Base de galleta Oreo
300 g de galletas Oreo (con o sin crema, al gusto)
90 g de mantequilla sin sal derretida
Preparación:
Tritura las galletas Oreo hasta obtener una textura de arena fina.
Mezcla con la mantequilla derretida hasta formar una masa húmeda.
Presiona la mezcla en el fondo de un molde desmontable (24 cm) forrado con papel manteca.

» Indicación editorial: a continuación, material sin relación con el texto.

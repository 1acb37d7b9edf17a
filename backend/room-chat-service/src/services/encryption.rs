use crypto_core::{decrypt_at_rest, encrypt_at_rest, generate_nonce, CryptoError, NONCE_LEN, TAG_LEN};

/// Server-managed authenticated encryption for message bodies.
///
/// Stored layout is `nonce (12) || ciphertext || tag (16)`, so a blob is
/// self-contained and can be decrypted with the process key alone.
#[derive(Clone)]
pub struct MessageCipher {
    key: [u8; 32],
}

impl std::fmt::Debug for MessageCipher {
    fn fmt(&self, f: &mut std::fmt::Formatter<'_>) -> std::fmt::Result {
        f.debug_struct("MessageCipher").finish_non_exhaustive()
    }
}

impl MessageCipher {
    pub fn new(key: [u8; 32]) -> Self {
        Self { key }
    }

    pub fn encrypt(&self, plaintext: &str) -> Result<Vec<u8>, CryptoError> {
        let nonce = generate_nonce();
        let ciphertext = encrypt_at_rest(plaintext.as_bytes(), &self.key, &nonce)?;

        let mut blob = Vec::with_capacity(NONCE_LEN + ciphertext.len());
        blob.extend_from_slice(&nonce);
        blob.extend_from_slice(&ciphertext);
        Ok(blob)
    }

    pub fn decrypt(&self, blob: &[u8]) -> Result<String, CryptoError> {
        if blob.len() < NONCE_LEN + TAG_LEN {
            return Err(CryptoError::Decryption);
        }
        let (nonce, ciphertext) = blob.split_at(NONCE_LEN);
        let plaintext = decrypt_at_rest(ciphertext, &self.key, nonce)?;
        String::from_utf8(plaintext).map_err(|_| CryptoError::Decryption)
    }

    pub fn encrypt_optional(&self, plaintext: Option<&str>) -> Result<Option<Vec<u8>>, CryptoError> {
        plaintext.map(|text| self.encrypt(text)).transpose()
    }

    pub fn decrypt_optional(&self, blob: Option<&[u8]>) -> Result<Option<String>, CryptoError> {
        blob.map(|bytes| self.decrypt(bytes)).transpose()
    }
}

Refrigera por 15-20 minutos mientras preparas el relleno.
Relleno
500 g de queso crema (tipo Philadelphia), a temperatura ambiente
200 ml de crema de leche (mínimo 35% grasa), fría
120 g de azúcar glass
10 g de gelatina sin sabor
60 ml de agua fría (para hidratar la gelatina)
1 cucharadita de esencia de vainilla
Preparación:
Hidrata la gelatina con el agua y deja reposar 10 minutos. Luego derrítela a baño maría o en microondas (sin hervir).
Bate el queso crema con el azúcar glass y la vainilla hasta que esté suave y sin grumos.
Aparte, bate la crema de leche bien fría hasta que esté semimontada (textura espesa pero no completamente firme).
Incorpora la crema batida a la mezcla de queso con movimientos envolventes.
Agrega la gelatina disuelta (tibia, no caliente) y mezcla bien.
Vierte sobre la base de Oreo y alisa la superficie.
Lleva al refrigerador mínimo 6 horas (idealmente toda la noche).
Decoración
100 g de dulce de leche o caramelo tipo toffee
200 ml de crema chantilly (puede ser montada con 2-3 cdas de azúcar glass)
2 galletas oreo enteras y un poco de oreo triturado para espolvorear
Montaje final:
Desmolda la tarta con cuidado.
Vierte el dulce de leche sobre la superficie del cheesecake y extiende en espiral.
Con una manga pastelera decora con la crema chantilly como en la imagen (un espiral en el centro).
Coloca 2 galletas Oreo sobre la crema y espolvorea galleta oreo triturado al gusto.
Refrigera hasta el momento de servir.